Are you using servos, steppers or dc motors? Servos will go the given value and stay in that position if there is nothing telling it to change. A stepper may be a little more difficult because if it will step so many times based on the number your telling it to. So if you keep sending the same number, it will keep stepping. What you could do then is get the value, store it and only step if the new value is different from the previous value.
1004  Using Arduino / Programming Questions / Re: Getting Serial Value to remain constant on: September 20, 2013, 09:05:56 pm
You can still do that, but I would send a leading character, so your code does not convert the wrong data.
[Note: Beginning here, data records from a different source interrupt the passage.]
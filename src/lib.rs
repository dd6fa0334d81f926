//! Mmdbmerge - Streaming MaxMind Database Merge Engine
//!
//! Mmdbmerge composes several MMDB (MaxMind DB) files into one output
//! stream whose columns are driven by a user configuration, and exports
//! the result to CSV or a new MMDB database.
//!
//! # How the merge works
//!
//! The engine iterates the first database's prefix tree and narrows each
//! network through every remaining database, always subdividing to the
//! smallest overlapping prefix, so each point of the address space is
//! visited exactly once at the finest granularity any input implies. At
//! each resulting network, every database's record is decoded once and
//! each configured column extracts its value by walking a path inside
//! that record. Adjacent networks carrying identical column data are
//! coalesced into maximal ranges by a single-slot streaming accumulator,
//! which keeps memory use constant regardless of input size.
//!
//! # Quick Start
//!
//! ```rust,no_run
//! use mmdbmerge::{Config, CsvRowWriter, Merger, Readers, RowWriter};
//!
//! let config = Config::load(std::path::Path::new("merge.json"))?;
//! let readers = Readers::open(&config.databases)?;
//!
//! let file = std::fs::File::create(&config.output.file)?;
//! let writer = CsvRowWriter::new(file, &config)?;
//!
//! let mut merger = Merger::new(&readers, &config, writer)?;
//! merger.merge()?;
//! merger.into_writer().flush()?;
//! # Ok::<(), Box<dyn std::error::Error>>(())
//! ```
//!
//! # Architecture
//!
//! ```text
//! readers (mmdb)          merger                  writer
//! ┌──────────────┐   ┌────────────────┐   ┌──────────────────┐
//! │ networks()   │──▶│ nested         │   │ csv / mmdb /     │
//! │ networks_    │──▶│ iteration +    │──▶│ split sinks      │
//! │   within()   │   │ accumulator    │   │ (RowWriter)      │
//! └──────────────┘   └────────────────┘   └──────────────────┘
//! ```
//!
//! The reading side (`mmdb`) memory-maps each input and exposes lazy,
//! ascending network iteration including networks without data; the
//! writing side reuses the same data-section codec to build the output
//! tree.

#![warn(missing_docs)]
#![warn(clippy::all)]

pub mod accumulator;
pub mod config;
pub mod data_section;
pub mod error;
pub mod ip_tree_builder;
pub mod merger;
pub mod mmdb;
pub mod network;
pub mod path;
pub mod writer;

pub use crate::accumulator::Accumulator;
pub use crate::config::{Config, OutputFormat};
pub use crate::data_section::{DataDecoder, DataEncoder, RecordDecoder, Value};
pub use crate::error::{MergeError, Result};
pub use crate::merger::Merger;
pub use crate::mmdb::{IpVersion, Metadata, MmdbError, Reader, Readers, RecordSize};
pub use crate::network::Network;
pub use crate::path::{walk, Path, PathSegment};
pub use crate::writer::{CsvRowWriter, MmdbRowWriter, RowWriter, SplitRowWriter};
//! Output Sinks
//!
//! Sinks consume the merged row stream through the `RowWriter` trait.
//! Capabilities vary: some sinks encode a raw start/end range natively,
//! the rest get the range decomposed into the minimal CIDR cover by the
//! trait's default `write_range`; sinks with buffered output override
//! `flush`. `SplitRowWriter` routes rows to an IPv4 or IPv6 sink by the
//! address family of each row.

pub mod csv;
pub mod mmdb;

use std::net::IpAddr;

use crate::data_section::Value;
use crate::error::{MergeError, Result};
use crate::network::{range_to_cidrs, Network};

pub use self::csv::CsvRowWriter;
pub use self::mmdb::MmdbRowWriter;

/// A sink for merged output rows
///
/// `data` is the column vector in declaration order; a None slot means
/// the column has no value for this network. The slice is only borrowed
/// for the duration of the call.
pub trait RowWriter {
    /// Write a single row for one CIDR
    fn write_row(&mut self, network: Network, data: &[Option<Value>]) -> Result<()>;

    /// Write an inclusive address range carrying one set of column data
    ///
    /// The default decomposes the range into the minimal CIDR cover and
    /// writes one row per CIDR; sinks with a native range representation
    /// override it.
    fn write_range(&mut self, start: IpAddr, end: IpAddr, data: &[Option<Value>]) -> Result<()> {
        for cidr in range_to_cidrs(start, end) {
            self.write_row(cidr, data)?;
        }
        Ok(())
    }

    /// Flush buffered output; a no-op for unbuffered sinks
    fn flush(&mut self) -> Result<()> {
        Ok(())
    }
}

impl<W: RowWriter + ?Sized> RowWriter for Box<W> {
    fn write_row(&mut self, network: Network, data: &[Option<Value>]) -> Result<()> {
        (**self).write_row(network, data)
    }

    fn write_range(&mut self, start: IpAddr, end: IpAddr, data: &[Option<Value>]) -> Result<()> {
        (**self).write_range(start, end, data)
    }

    fn flush(&mut self) -> Result<()> {
        (**self).flush()
    }
}

/// Routes rows to an IPv4 or IPv6 sink based on each row's address family
pub struct SplitRowWriter {
    ipv4: Option<Box<dyn RowWriter>>,
    ipv6: Option<Box<dyn RowWriter>>,
}

impl SplitRowWriter {
    /// Construct a row writer that dispatches rows by IP version
    pub fn new(ipv4: Option<Box<dyn RowWriter>>, ipv6: Option<Box<dyn RowWriter>>) -> Self {
        Self { ipv4, ipv6 }
    }

    fn sink_for(&mut self, is_v4: bool) -> Result<&mut Box<dyn RowWriter>> {
        let sink = if is_v4 { &mut self.ipv4 } else { &mut self.ipv6 };
        sink.as_mut().ok_or_else(|| {
            MergeError::Config(format!(
                "no IPv{} writer configured",
                if is_v4 { 4 } else { 6 }
            ))
        })
    }
}

impl RowWriter for SplitRowWriter {
    fn write_row(&mut self, network: Network, data: &[Option<Value>]) -> Result<()> {
        self.sink_for(network.is_ipv4())?.write_row(network, data)
    }

    fn write_range(&mut self, start: IpAddr, end: IpAddr, data: &[Option<Value>]) -> Result<()> {
        // Start and end are the same family; the accumulator guarantees it.
        self.sink_for(start.is_ipv4())?.write_range(start, end, data)
    }

    fn flush(&mut self) -> Result<()> {
        if let Some(sink) = self.ipv4.as_mut() {
            sink.flush()?;
        }
        if let Some(sink) = self.ipv6.as_mut() {
            sink.flush()?;
        }
        Ok(())
    }
}

#[cfg(test)]
pub(crate) mod testing {
    use super::*;
    use std::cell::RefCell;
    use std::rc::Rc;

    /// Captures rows for assertions; shared so tests can inspect rows
    /// written through boxed sinks.
    #[derive(Debug, Default)]
    pub struct Capture {
        pub rows: Vec<(Network, Vec<Option<Value>>)>,
        pub ranges: Vec<(IpAddr, IpAddr)>,
        pub flushes: usize,
    }

    /// A sink that records plain rows only
    #[derive(Clone, Debug, Default)]
    pub struct CollectingWriter {
        pub capture: Rc<RefCell<Capture>>,
    }

    impl RowWriter for CollectingWriter {
        fn write_row(&mut self, network: Network, data: &[Option<Value>]) -> Result<()> {
            self.capture
                .borrow_mut()
                .rows
                .push((network, data.to_vec()));
            Ok(())
        }

        fn flush(&mut self) -> Result<()> {
            self.capture.borrow_mut().flushes += 1;
            Ok(())
        }
    }

    /// A sink with a native range representation
    #[derive(Clone, Default)]
    pub struct RangeCollectingWriter {
        pub capture: Rc<RefCell<Capture>>,
    }

    impl RowWriter for RangeCollectingWriter {
        fn write_row(&mut self, network: Network, data: &[Option<Value>]) -> Result<()> {
            self.capture
                .borrow_mut()
                .rows
                .push((network, data.to_vec()));
            Ok(())
        }

        fn write_range(&mut self, start: IpAddr, end: IpAddr, _data: &[Option<Value>]) -> Result<()> {
            self.capture.borrow_mut().ranges.push((start, end));
            Ok(())
        }
    }
}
Lets say you send 45,23,85, and something happens on the receiving end and now you only get 5,23,85, but with your code, it will see it as 52,38,5 null or 0. However if you send a leading char like * or #, then your data will know to only store the values that follow,  if it see * or # first. It is known as a handshake, so both sending and receiving devices are getting the correct data.

Your code could be as simple as this,

You send #45
Code:
if (Serial1.read() == '#' ) // looks at the first byte and sees if it is #. If the statement is true, then get the next two bytes
{
   data[0] = Serial1.read(); // 4
   data[1] = Serial1.read(); // 5
 
  new_data = atoi(data); // 45  <-  atoi ( '4' , '5')
}
1005  Using Arduino / Programming Questions / Re: Getting Serial Value to remain constant on: September 20, 2013, 08:38:11 pm
How is your data being sent? The process of sending the data, receiving it and converting it to an int, can be done easier than this.

Im assuming your sending the actual degree of rotation, so it looks like a regular int. But the receiving end, looks at it one int/char at a time.
So you send 123, you receive 1,2,3(int) or 49,50,51(char). You could also be sending HEX values AA, CD...FF, I don't know.

What I suggest is to send a packet. Send your data within brackets, and have the receiving end remove and convert what's in those brackets.
Example: <125>

Have your receiving code, look for the '<', then look at the data that follows it, and store it in a char array. Keep storing the data until the code see '>'. This will let the code know it has all the data, and that it should now convert the char array to an int, using the atoi() function.

It may sound difficult but it is a good way to handle large amounts of data without anything being mixed up.